## [Assignment]
Go through the material and set down every line without alteration.
━━━ Data extracts
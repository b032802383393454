//! Tracing subscriber setup for the binary

use tracing_subscriber::EnvFilter;

/// Filter used when `RUST_LOG` is unset
pub const DEFAULT_FILTER: &str = "info";

/// Install the global subscriber, human-readable or JSON
///
/// Returns `false` if a subscriber was already installed.
pub fn init_tracing(json: bool) -> bool {
    let filter =
        EnvFilter::try_from_default_env().unwrap_or_else(|_| EnvFilter::new(DEFAULT_FILTER));
    let builder = tracing_subscriber::fmt()
        .with_env_filter(filter)
        .with_writer(std::io::stderr)
        .with_target(false);

    let result = if json {
        builder.json().try_init()
    } else {
        builder.try_init()
    };
    result.is_ok()
}
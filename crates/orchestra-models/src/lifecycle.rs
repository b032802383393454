//! Model lifecycle transition table

use orchestra_core::{ModelStatus, OrchestraError};

/// Validates a status transition for one model.
///
/// Illegal transitions are reported as errors rather than panics so that a
/// registry bug surfaces as a failed operation instead of a crashed worker.
pub fn validate_transition(id: &str, from: ModelStatus, to: ModelStatus) -> Result<(), OrchestraError> {
    if allowed(from, to) {
        Ok(())
    } else {
        Err(OrchestraError::IllegalTransition {
            id: id.to_string(),
            from,
            to,
        })
    }
}

pub fn allowed_transitions(from: ModelStatus) -> Vec<ModelStatus> {
    use ModelStatus::{Available, Failed, Loaded, Loading, Unloading};
    match from {
        Available => vec![Loading],
        Loading => vec![Loaded, Failed],
        Loaded => vec![Unloading],
        Unloading => vec![Available, Failed],
        Failed => vec![Loading],
    }
}

fn allowed(from: ModelStatus, to: ModelStatus) -> bool {
    allowed_transitions(from).into_iter().any(|s| s == to)
}

#[cfg(test)]
mod tests {
    use super::*;
    use proptest::prelude::*;

    #[test]
    fn happy_path_cycle() {
        use ModelStatus::*;
        assert!(validate_transition("m", Available, Loading).is_ok());
        assert!(validate_transition("m", Loading, Loaded).is_ok());
        assert!(validate_transition("m", Loaded, Unloading).is_ok());
        assert!(validate_transition("m", Unloading, Available).is_ok());
    }

    #[test]
    fn failed_only_from_transitions() {
        use ModelStatus::*;
        assert!(validate_transition("m", Loading, Failed).is_ok());
        assert!(validate_transition("m", Unloading, Failed).is_ok());
        assert!(validate_transition("m", Available, Failed).is_err());
        assert!(validate_transition("m", Loaded, Failed).is_err());
        // Retry path
        assert!(validate_transition("m", Failed, Loading).is_ok());
        assert!(validate_transition("m", Failed, Loaded).is_err());
    }

    fn any_status() -> impl Strategy<Value = ModelStatus> {
        prop_oneof![
            Just(ModelStatus::Available),
            Just(ModelStatus::Loading),
            Just(ModelStatus::Loaded),
            Just(ModelStatus::Unloading),
            Just(ModelStatus::Failed),
        ]
    }

    proptest! {
        #[test]
        fn prop_validation_matches_table(from in any_status(), to in any_status()) {
            let res = validate_transition("m", from, to);
            let allowed = allowed_transitions(from);
            prop_assert_eq!(res.is_ok(), allowed.contains(&to));
        }

        #[test]
        fn prop_no_self_transitions(status in any_status()) {
            prop_assert!(validate_transition("m", status, status).is_err());
        }
    }
}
━━━━━━
## [Output of the exercise]
repository b032802383393454
//! Tracing subscriber setup for the binary

use tracing_subscriber::EnvFilter;

/// Filter used when `RUST_LOG` is unset
pub const DEFAULT_FILTER: &str = "info";

/// Install the global subscriber, human-readable or JSON
///
/// Returns `false` if a subscriber was already installed.
pub fn init_tracing(json: bool) -> bool {
    let filter =
        EnvFilter::try_from_default_env().unwrap_or_else(|_| EnvFilter::new(DEFAULT_FILTER));
    let builder = tracing_subscriber::fmt()
        .with_env_filter(filter)
        .with_writer(std::io::stderr)
        .with_target(false);

    let result = if json {
        builder.json().try_init()
    } else {
        builder.try_init()
    };
    result.is_ok()
}
filename crates/orchestra-models/src/lifecycle.rs
repository b032802383393454
//! Model lifecycle transition table

use orchestra_core::{ModelStatus, OrchestraError};

/// Validates a status transition for one model.
///
/// Illegal transitions are reported as errors rather than panics so that a
/// registry bug surfaces as a failed operation instead of a crashed worker.
pub fn validate_transition(id: &str, from: ModelStatus, to: ModelStatus) -> Result<(), OrchestraError> {
    if allowed(from, to) {
        Ok(())
    } else {
        Err(OrchestraError::IllegalTransition {
            id: id.to_string(),
            from,
            to,
        })
    }
}

pub fn allowed_transitions(from: ModelStatus) -> Vec<ModelStatus> {
    use ModelStatus::{Available, Failed, Loaded, Loading, Unloading};
    match from {
        Available => vec![Loading],
        Loading => vec![Loaded, Failed],
        Loaded => vec![Unloading],
        Unloading => vec![Available, Failed],
        Failed => vec![Loading],
    }
}

fn allowed(from: ModelStatus, to: ModelStatus) -> bool {
    allowed_transitions(from).into_iter().any(|s| s == to)
}

#[cfg(test)]
mod tests {
    use super::*;
    use proptest::prelude::*;

    #[test]
    fn happy_path_cycle() {
        use ModelStatus::*;
        assert!(validate_transition("m", Available, Loading).is_ok());
        assert!(validate_transition("m", Loading, Loaded).is_ok());
        assert!(validate_transition("m", Loaded, Unloading).is_ok());
        assert!(validate_transition("m", Unloading, Available).is_ok());
    }

    #[test]
    fn failed_only_from_transitions() {
        use ModelStatus::*;
        assert!(validate_transition("m", Loading, Failed).is_ok());
        assert!(validate_transition("m", Unloading, Failed).is_ok());
        assert!(validate_transition("m", Available, Failed).is_err());
        assert!(validate_transition("m", Loaded, Failed).is_err());
        // Retry path
        assert!(validate_transition("m", Failed, Loading).is_ok());
        assert!(validate_transition("m", Failed, Loaded).is_err());
    }

    fn any_status() -> impl Strategy<Value = ModelStatus> {
        prop_oneof![
            Just(ModelStatus::Available),
            Just(ModelStatus::Loading),
            Just(ModelStatus::Loaded),
            Just(ModelStatus::Unloading),
            Just(ModelStatus::Failed),
        ]
    }

    proptest! {
        #[test]
        fn prop_validation_matches_table(from in any_status(), to in any_status()) {
            let res = validate_transition("m", from, to);
            let allowed = allowed_transitions(from);
            prop_assert_eq!(res.is_ok(), allowed.contains(&to));
        }

        #[test]
        fn prop_no_self_transitions(status in any_status()) {
            prop_assert!(validate_transition("m", status, status).is_err());
        }
    }
}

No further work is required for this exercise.